Red Hat Bugzilla – Bug 1003649
It is impossible to hotplug a disk if the previous hotplug failed
Last modified: 2016-02-10 12:18:48 EST
Created attachment 792887 [details] test logs (vdsm, engine, server etc.) Description of problem: When we try to hotplug 10 disks at once, sometimes all the calls finish with status 'complete' and there is no error in vdsm/engine log, but some of the disks are reported by RHEV-M as unplugged. However, if we want to plug such a disk again, the operation will fail with the following error: Thread-770::ERROR::2013-08-30 01:08:22,232::vm::3252::vm.Vm::(hotplugDisk) vmId=`3758e0a3-e715-4e82-8a3f-187fd3a4f6f8`::Hotplug failed Traceback (most recent call last): File "/usr/share/vdsm/vm.py", line 3250, in hotplugDisk self._dom.attachDevice(driveXml) File "/usr/share/vdsm/vm.py", line 824, in f ret = attr(*args, **kwargs) File "/usr/lib64/python2.6/site-packages/vdsm/libvirtconnection.py", line 76, in wrapper ret = f(*args, **kwargs) File "/usr/lib64/python2.6/site-packages/libvirt.py", line 399, in attachDevice if ret == -1: raise libvirtError ('virDomainAttachDevice() failed', dom=self) libvirtError: internal error unable to reserve PCI address 0:0:15.0 Version-Release number of selected component (if applicable): is12 How reproducible: Happens sometimes in following automated tests: http://jenkins.qa.lab.tlv.redhat.com:8080/view/Storage/view/3.3/job/3.3-storage_hotplug_disk_hooks-iscsi-sdk http://jenkins.qa.lab.tlv.redhat.com:8080/view/Storage/view/3.3/job/3.3-storage_hotplug_disk_hooks-iscsi-rest http://jenkins.qa.lab.tlv.redhat.com:8080/view/Storage/view/3.3/job/3.3-storage_hotplug_disk_hooks-nfs-sdk http://jenkins.qa.lab.tlv.redhat.com:8080/view/Storage/view/3.3/job/3.3-storage_hotplug_disk_hooks-nfs-rest Failed job: http://jenkins.qa.lab.tlv.redhat.com:8080/view/Storage/view/3.3/job/3.3-storage_hotplug_disk_hooks-nfs-rest/44/ id of problematic disk: b9bdb478-5e64-4e50-a2db-6a4077c6fb6a Steps to Reproduce: 1. hotplug 10 disks at once 2. if one of them is not reported as plugged, try to plug it again Actual results: * it is impossible to plug a disk if previous hotplug failed Expected results: * if hotplug fails it should be rolled back so that the next hotplug should be possible
Aharon, seems to me like there should be 2 tests here (after we figure out what the issue is), to make sure we have deterministic results.

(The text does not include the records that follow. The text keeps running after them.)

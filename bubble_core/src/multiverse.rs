//! The run context: population, ledger, cumulative export and RNG.
//!
//! # Step protocol
//!
//! Every bubble live at the start of step `t` is visited once, in creation
//! order. Per bubble the draws are:
//!
//! 1. drift: one Gaussian
//! 2. production: no draw
//! 3. collapse hazard: one uniform; on collapse the bubble routes a
//!    `collapse` export and is done for the step
//! 4. tunnelling: one uniform; on success, unless the live population is
//!    at the cap, a child is created with one Gaussian (inflation), one
//!    uniform if consent is sampled fresh, and one Gaussian (proposal)
//!
//! Children born during step `t` are first visited at step `t + 1`.

use crate::arena::BubbleArena;
use crate::bubble::{Bubble, BubbleId};
use crate::config::MultiverseConfig;
use crate::dynamics;
use crate::error::ConfigError;
use crate::ethics::{clamp_proposal, EthicsEngine};
use crate::ledger::{EventKind, ExportEvent, Ledger};
use crate::metrics::RunMetrics;
use bubble_env::RandomSource;
use std::ops::Range;
use tracing::{debug, trace};

/// What happened during one step.
#[derive(Debug, Clone, PartialEq)]
pub struct StepReport {
    /// Metrics after the step
    pub metrics: RunMetrics,

    /// Children created
    pub births: usize,

    /// Bubbles that collapsed
    pub collapses: usize,

    /// Successful tunnelling trials dropped because the cap was reached
    pub births_skipped: usize,

    /// Ledger records appended during this step
    pub ledger_range: Range<usize>,
}

/// Event counts accumulated while a step runs.
#[derive(Debug, Default)]
struct StepTally {
    births: usize,
    collapses: usize,
    births_skipped: usize,
}

/// A single simulation run.
pub struct Multiverse<R: RandomSource> {
    config: MultiverseConfig,
    ethics: EthicsEngine,
    rng: R,
    arena: BubbleArena,
    ledger: Ledger,

    /// Steps completed
    t: u64,

    /// Sum of all granted exports
    exported_total: f64,
}

impl<R: RandomSource> Multiverse<R> {
    /// Validates the config and creates the seed population.
    ///
    /// Each seed bubble draws its inflation (Gaussian) then its consent
    /// (Bernoulli).
    pub fn new(config: MultiverseConfig, mut rng: R) -> Result<Self, ConfigError> {
        config.validate()?;

        let ethics = EthicsEngine::new(config.policy, config.ethics);
        let mut arena = BubbleArena::new();
        for _ in 0..config.n_initial {
            let inflation = rng.gaussian(config.inf_mean, config.inf_sigma);
            let consent = ethics.sample_consent(&mut rng);
            arena.spawn(inflation, consent, None);
        }

        debug!(
            "Seeded multiverse: {} bubbles, policy={}, seed={}",
            arena.total(),
            config.policy,
            rng.seed()
        );

        Ok(Self {
            config,
            ethics,
            rng,
            arena,
            ledger: Ledger::new(),
            t: 0,
            exported_total: 0.0,
        })
    }

    /// Advances the run by one step.
    pub fn step(&mut self) -> StepReport {
        self.t += 1;
        let ledger_start = self.ledger.len();
        let mut tally = StepTally::default();

        let cohort = self.arena.live_ids_before(self.arena.total());
        for id in cohort {
            self.advance(id, &mut tally);
        }

        assert!(
            self.arena.live() <= self.config.max_bubbles,
            "live population {} exceeds cap {}",
            self.arena.live(),
            self.config.max_bubbles
        );

        trace!(
            "t={} births={} collapses={} skipped={}",
            self.t,
            tally.births,
            tally.collapses,
            tally.births_skipped
        );
        StepReport {
            metrics: self.metrics(),
            births: tally.births,
            collapses: tally.collapses,
            births_skipped: tally.births_skipped,
            ledger_range: ledger_start..self.ledger.len(),
        }
    }

    /// Runs `steps` steps and returns their metrics in order.
    pub fn run(&mut self, steps: u64) -> Vec<RunMetrics> {
        (0..steps).map(|_| self.step().metrics).collect()
    }

    /// Metrics for the current state.
    pub fn metrics(&self) -> RunMetrics {
        RunMetrics::collect(self.t, &self.arena, self.exported_total)
    }

    fn advance(&mut self, id: BubbleId, tally: &mut StepTally) {
        let bubble = &mut self.arena[id];
        bubble.inflation = dynamics::drift(bubble.inflation, self.config.drift_sigma, &mut self.rng);
        bubble.credit(dynamics::production(bubble.inflation, &self.config));

        let hazard = dynamics::collapse_probability(bubble.inflation, &self.config);
        if self.rng.bernoulli(hazard) {
            self.collapse(id);
            tally.collapses += 1;
            return;
        }

        if !self.rng.bernoulli(self.config.tunnel_rate) {
            return;
        }
        if self.arena.live() >= self.config.max_bubbles {
            tally.births_skipped += 1;
            return;
        }
        self.birth(id);
        tally.births += 1;
    }

    fn collapse(&mut self, id: BubbleId) {
        let bubble = &self.arena[id];
        let available = bubble.invariants();
        let src_consents = bubble.consent;

        let proposed = clamp_proposal(dynamics::collapse_proposal(available, &self.config), available);
        let decision = self.ethics.decide(proposed, src_consents, None);
        if decision.allowed {
            self.transfer_out(id, decision.granted);
        }

        self.ledger.record(ExportEvent::new(
            self.t,
            EventKind::Collapse,
            id,
            None,
            proposed,
            self.config.policy,
            src_consents,
            None,
            decision,
        ));
        self.arena.collapse(id);

        debug!(
            "t={} collapse {} proposed={:.4} granted={:.4} ({})",
            self.t,
            id,
            proposed,
            decision.granted,
            decision.reason.code()
        );
    }

    fn birth(&mut self, parent: BubbleId) {
        let inflation = self.rng.gaussian(self.config.inf_mean, self.config.inf_sigma);
        let src_consents = self.arena[parent].consent;
        let child_consent = self.ethics.child_consent(src_consents, &mut self.rng);
        let raw = dynamics::birth_proposal(&self.config, &mut self.rng);

        let child = self.arena.spawn(inflation, child_consent, Some(parent));
        let proposed = clamp_proposal(raw, self.arena[parent].invariants());
        let decision = self.ethics.decide(proposed, src_consents, Some(child_consent));
        if decision.allowed {
            let (source, newborn) = self.arena.pair_mut(parent, child);
            debit_export(source, decision.granted);
            newborn.credit(decision.granted);
            self.exported_total += decision.granted;
        }

        self.ledger.record(ExportEvent::new(
            self.t,
            EventKind::Birth,
            parent,
            Some(child),
            proposed,
            self.config.policy,
            src_consents,
            Some(child_consent),
            decision,
        ));

        debug!(
            "t={} birth {} -> {} proposed={:.4} granted={:.4} ({})",
            self.t,
            parent,
            child,
            proposed,
            decision.granted,
            decision.reason.code()
        );
    }

    /// Debits `amount` from a source and adds it to the cumulative export.
    fn transfer_out(&mut self, source: BubbleId, amount: f64) {
        debit_export(&mut self.arena[source], amount);
        self.exported_total += amount;
    }

    /// Steps completed.
    pub fn t(&self) -> u64 {
        self.t
    }

    /// Sum of all granted exports so far.
    pub fn cumulative_export(&self) -> f64 {
        self.exported_total
    }

    pub fn config(&self) -> &MultiverseConfig {
        &self.config
    }

    pub fn arena(&self) -> &BubbleArena {
        &self.arena
    }

    pub fn ledger(&self) -> &Ledger {
        &self.ledger
    }

    /// Seed of the underlying random source.
    pub fn seed(&self) -> u64 {
        self.rng.seed()
    }

    /// Consumes the run, returning its ledger.
    pub fn into_ledger(self) -> Ledger {
        self.ledger
    }
}

/// Removes an export from its source, which must hold at least `amount`.
fn debit_export(source: &mut Bubble, amount: f64) {
    assert!(
        amount <= source.invariants() + 1e-12,
        "export of {amount} exceeds invariants {} of {}",
        source.invariants(),
        source.id
    );
    source.debit(amount);
}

The issue is that attaching devices changes the boot order of the VM and since we stopped taking an exclusive lock at VM level (3.1) the race is available. So attaching multiple devices to the same VM concurrently is raceful.

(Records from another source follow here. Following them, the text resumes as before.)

//! Population metrics, recomputed from scratch every step.

use crate::arena::BubbleArena;
use serde::{Deserialize, Serialize};

/// Per-step aggregate emitted by the engine.
///
/// Serialized field names match the metrics CSV header.
#[derive(Debug, Clone, Copy, PartialEq, Serialize, Deserialize)]
pub struct RunMetrics {
    /// Step index (0 = seed population)
    pub t: u64,

    /// Bubbles ever created
    pub universes_total: usize,

    /// Bubbles currently live
    pub universes_stable: usize,

    /// Stability ratio: stable / total, 0 when total is 0
    #[serde(rename = "RCI")]
    pub rci: f64,

    /// Running sum of granted exports
    #[serde(rename = "Δℰ")]
    pub cumulative_export: f64,

    /// Mean inflation over live bubbles (0 with none live)
    pub mean_inflation: f64,

    /// Mean invariants over live bubbles (0 with none live)
    pub mean_invariants: f64,
}

impl RunMetrics {
    /// Aggregates the arena state at step `t`.
    pub fn collect(t: u64, arena: &BubbleArena, cumulative_export: f64) -> Self {
        let total = arena.total();

        let mut stable = 0usize;
        let mut inflation_sum = 0.0;
        let mut invariants_sum = 0.0;
        for bubble in arena.iter_live() {
            stable += 1;
            inflation_sum += bubble.inflation;
            invariants_sum += bubble.invariants();
        }

        let (mean_inflation, mean_invariants) = if stable > 0 {
            (inflation_sum / stable as f64, invariants_sum / stable as f64)
        } else {
            (0.0, 0.0)
        };

        Self {
            t,
            universes_total: total,
            universes_stable: stable,
            rci: stability_ratio(stable, total),
            cumulative_export,
            mean_inflation,
            mean_invariants,
        }
    }
}

/// Live fraction of all bubbles ever created.
pub fn stability_ratio(stable: usize, total: usize) -> f64 {
    if total == 0 {
        0.0
    } else {
        stable as f64 / total as f64
    }
}

#[cfg(test)]
mod tests {
    use super::*;
    use approx::assert_relative_eq;

    #[test]
    fn test_empty_arena() {
        let metrics = RunMetrics::collect(0, &BubbleArena::new(), 0.0);

        assert_eq!(metrics.universes_total, 0);
        assert_eq!(metrics.universes_stable, 0);
        assert_eq!(metrics.rci, 0.0);
        assert_eq!(metrics.mean_inflation, 0.0);
        assert_eq!(metrics.mean_invariants, 0.0);
    }

    #[test]
    fn test_means_skip_collapsed() {
        let mut arena = BubbleArena::new();
        let a = arena.spawn(1.0, true, None);
        let b = arena.spawn(3.0, true, None);
        let c = arena.spawn(100.0, true, None);
        arena.get_mut(a).unwrap().credit(0.2);
        arena.get_mut(b).unwrap().credit(0.4);
        arena.get_mut(c).unwrap().credit(50.0);
        arena.collapse(c);

        let metrics = RunMetrics::collect(5, &arena, 1.5);

        assert_eq!(metrics.t, 5);
        assert_eq!(metrics.universes_total, 3);
        assert_eq!(metrics.universes_stable, 2);
        assert_relative_eq!(metrics.rci, 2.0 / 3.0, epsilon = 1e-12);
        assert_relative_eq!(metrics.mean_inflation, 2.0, epsilon = 1e-12);
        assert_relative_eq!(metrics.mean_invariants, 0.3, epsilon = 1e-12);
        assert_eq!(metrics.cumulative_export, 1.5);
    }

    #[test]
    fn test_all_collapsed() {
        let mut arena = BubbleArena::new();
        let a = arena.spawn(1.0, true, None);
        arena.collapse(a);

        let metrics = RunMetrics::collect(1, &arena, 0.0);
        assert_eq!(metrics.rci, 0.0);
        assert_eq!(metrics.universes_total, 1);
        assert_eq!(metrics.mean_inflation, 0.0);
    }

    #[test]
    fn test_stability_ratio_bounds() {
        assert_eq!(stability_ratio(0, 0), 0.0);
        assert_eq!(stability_ratio(4, 4), 1.0);
        assert_eq!(stability_ratio(1, 4), 0.25);
    }
}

This bug is currently attached to errata RHBA-2013:15291. If this change is not to be documented in the text for this errata please either remove it from the errata, set the requires_doc_text flag to minus (-), or leave a "Doc Text" value of "--no tech note required" if you do not have permission to alter the flag. Otherwise to aid in the development of relevant and accurate release documentation, please fill out the "Doc Text" field above with these four (4) pieces of information: * Cause: What actions or circumstances cause this bug to present. * Consequence: What happens when the bug presents. * Fix: What was done to fix the bug. * Result: What now happens when the actions or circumstances above occur. (NB: this is not the same as 'the bug doesn't present anymore') Once filled out, please set the "Doc Type" field to the appropriate value for the type of change made and submit your edits to the bug. For further details on the Cause, Consequence, Fix, Result format please refer to: https://bugzilla.redhat.com/page.cgi?id=fields.html#cf_release_notes Thanks in advance.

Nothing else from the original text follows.